▶ _Task goal_: Copy, from the data below, each line that has the word "discovery".

[Stored data]
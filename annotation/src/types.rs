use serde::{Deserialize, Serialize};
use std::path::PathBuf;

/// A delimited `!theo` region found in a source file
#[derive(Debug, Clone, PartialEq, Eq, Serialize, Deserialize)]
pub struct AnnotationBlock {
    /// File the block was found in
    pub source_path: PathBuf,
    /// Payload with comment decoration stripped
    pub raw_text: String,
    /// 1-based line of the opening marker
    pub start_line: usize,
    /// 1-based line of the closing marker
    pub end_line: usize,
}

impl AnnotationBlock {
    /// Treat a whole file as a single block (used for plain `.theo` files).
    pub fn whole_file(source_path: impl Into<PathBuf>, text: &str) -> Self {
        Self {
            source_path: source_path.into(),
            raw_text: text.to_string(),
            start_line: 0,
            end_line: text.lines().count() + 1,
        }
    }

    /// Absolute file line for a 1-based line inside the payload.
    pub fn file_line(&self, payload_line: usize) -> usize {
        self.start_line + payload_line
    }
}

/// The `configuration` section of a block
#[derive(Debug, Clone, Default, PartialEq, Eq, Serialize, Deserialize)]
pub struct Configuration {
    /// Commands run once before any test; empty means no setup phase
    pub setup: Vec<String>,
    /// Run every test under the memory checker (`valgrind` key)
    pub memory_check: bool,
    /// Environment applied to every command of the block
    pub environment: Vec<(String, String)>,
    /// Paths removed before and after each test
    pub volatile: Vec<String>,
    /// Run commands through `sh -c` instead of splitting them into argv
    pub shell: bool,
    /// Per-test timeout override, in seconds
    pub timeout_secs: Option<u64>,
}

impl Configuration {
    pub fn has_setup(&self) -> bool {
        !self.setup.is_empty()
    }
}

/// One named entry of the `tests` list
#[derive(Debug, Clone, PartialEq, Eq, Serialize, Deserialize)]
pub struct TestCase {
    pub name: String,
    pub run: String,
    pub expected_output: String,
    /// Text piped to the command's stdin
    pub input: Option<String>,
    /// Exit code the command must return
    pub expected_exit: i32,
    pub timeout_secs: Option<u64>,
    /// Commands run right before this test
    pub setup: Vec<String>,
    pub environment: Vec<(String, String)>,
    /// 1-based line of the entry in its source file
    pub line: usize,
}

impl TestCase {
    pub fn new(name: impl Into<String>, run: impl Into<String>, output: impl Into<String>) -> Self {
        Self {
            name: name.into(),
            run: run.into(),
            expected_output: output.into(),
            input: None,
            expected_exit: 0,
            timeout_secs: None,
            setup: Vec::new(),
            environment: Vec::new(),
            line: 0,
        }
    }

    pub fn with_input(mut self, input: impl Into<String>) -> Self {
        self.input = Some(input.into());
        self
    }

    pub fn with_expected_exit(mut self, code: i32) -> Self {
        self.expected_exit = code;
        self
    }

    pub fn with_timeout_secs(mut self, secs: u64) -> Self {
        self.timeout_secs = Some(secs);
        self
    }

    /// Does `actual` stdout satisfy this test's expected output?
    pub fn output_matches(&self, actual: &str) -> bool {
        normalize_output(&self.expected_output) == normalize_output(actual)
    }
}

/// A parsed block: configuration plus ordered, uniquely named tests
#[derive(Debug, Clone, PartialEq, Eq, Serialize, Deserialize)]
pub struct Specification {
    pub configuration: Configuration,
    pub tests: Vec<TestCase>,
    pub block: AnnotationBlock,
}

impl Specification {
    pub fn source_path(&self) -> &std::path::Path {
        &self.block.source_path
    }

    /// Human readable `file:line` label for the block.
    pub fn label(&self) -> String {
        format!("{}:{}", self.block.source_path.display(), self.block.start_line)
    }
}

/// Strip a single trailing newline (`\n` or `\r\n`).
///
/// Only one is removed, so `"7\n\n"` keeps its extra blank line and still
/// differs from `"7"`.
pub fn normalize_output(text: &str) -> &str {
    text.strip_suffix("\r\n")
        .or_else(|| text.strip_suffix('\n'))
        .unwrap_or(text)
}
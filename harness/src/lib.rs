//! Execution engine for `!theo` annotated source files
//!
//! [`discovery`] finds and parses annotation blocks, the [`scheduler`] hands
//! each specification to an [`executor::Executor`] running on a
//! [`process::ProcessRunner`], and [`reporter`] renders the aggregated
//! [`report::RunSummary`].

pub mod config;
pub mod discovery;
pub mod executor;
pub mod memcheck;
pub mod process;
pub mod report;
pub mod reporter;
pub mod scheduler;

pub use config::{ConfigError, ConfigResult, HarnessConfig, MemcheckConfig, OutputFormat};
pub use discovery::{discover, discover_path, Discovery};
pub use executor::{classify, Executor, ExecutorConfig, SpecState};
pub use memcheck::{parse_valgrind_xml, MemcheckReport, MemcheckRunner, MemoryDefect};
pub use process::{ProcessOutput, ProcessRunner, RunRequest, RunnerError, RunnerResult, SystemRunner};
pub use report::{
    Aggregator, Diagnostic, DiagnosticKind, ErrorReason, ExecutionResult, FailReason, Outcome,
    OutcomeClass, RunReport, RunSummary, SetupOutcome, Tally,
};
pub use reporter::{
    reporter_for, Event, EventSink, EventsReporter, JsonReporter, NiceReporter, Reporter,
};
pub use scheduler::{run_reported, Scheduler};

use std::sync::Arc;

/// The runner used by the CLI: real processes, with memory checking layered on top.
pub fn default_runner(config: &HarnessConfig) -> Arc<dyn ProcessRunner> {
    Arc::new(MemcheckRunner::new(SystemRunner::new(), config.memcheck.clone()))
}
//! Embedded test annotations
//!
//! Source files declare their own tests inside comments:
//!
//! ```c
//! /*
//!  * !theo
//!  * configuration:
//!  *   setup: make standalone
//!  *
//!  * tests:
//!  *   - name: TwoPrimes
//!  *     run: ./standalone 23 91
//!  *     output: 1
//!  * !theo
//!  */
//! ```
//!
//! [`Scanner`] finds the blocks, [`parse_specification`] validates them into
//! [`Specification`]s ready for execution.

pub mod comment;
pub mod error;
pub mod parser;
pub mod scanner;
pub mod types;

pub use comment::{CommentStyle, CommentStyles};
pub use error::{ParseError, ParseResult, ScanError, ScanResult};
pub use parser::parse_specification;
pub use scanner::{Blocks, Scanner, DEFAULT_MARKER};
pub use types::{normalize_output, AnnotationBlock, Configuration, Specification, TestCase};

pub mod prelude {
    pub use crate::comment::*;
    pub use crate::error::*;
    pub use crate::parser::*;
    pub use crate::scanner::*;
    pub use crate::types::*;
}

▶ _Response to this task_:
//! [`discovery`] finds and parses annotation blocks, the [`scheduler`] hands
pub mod discovery;
pub use discovery::{discover, discover_path, Discovery};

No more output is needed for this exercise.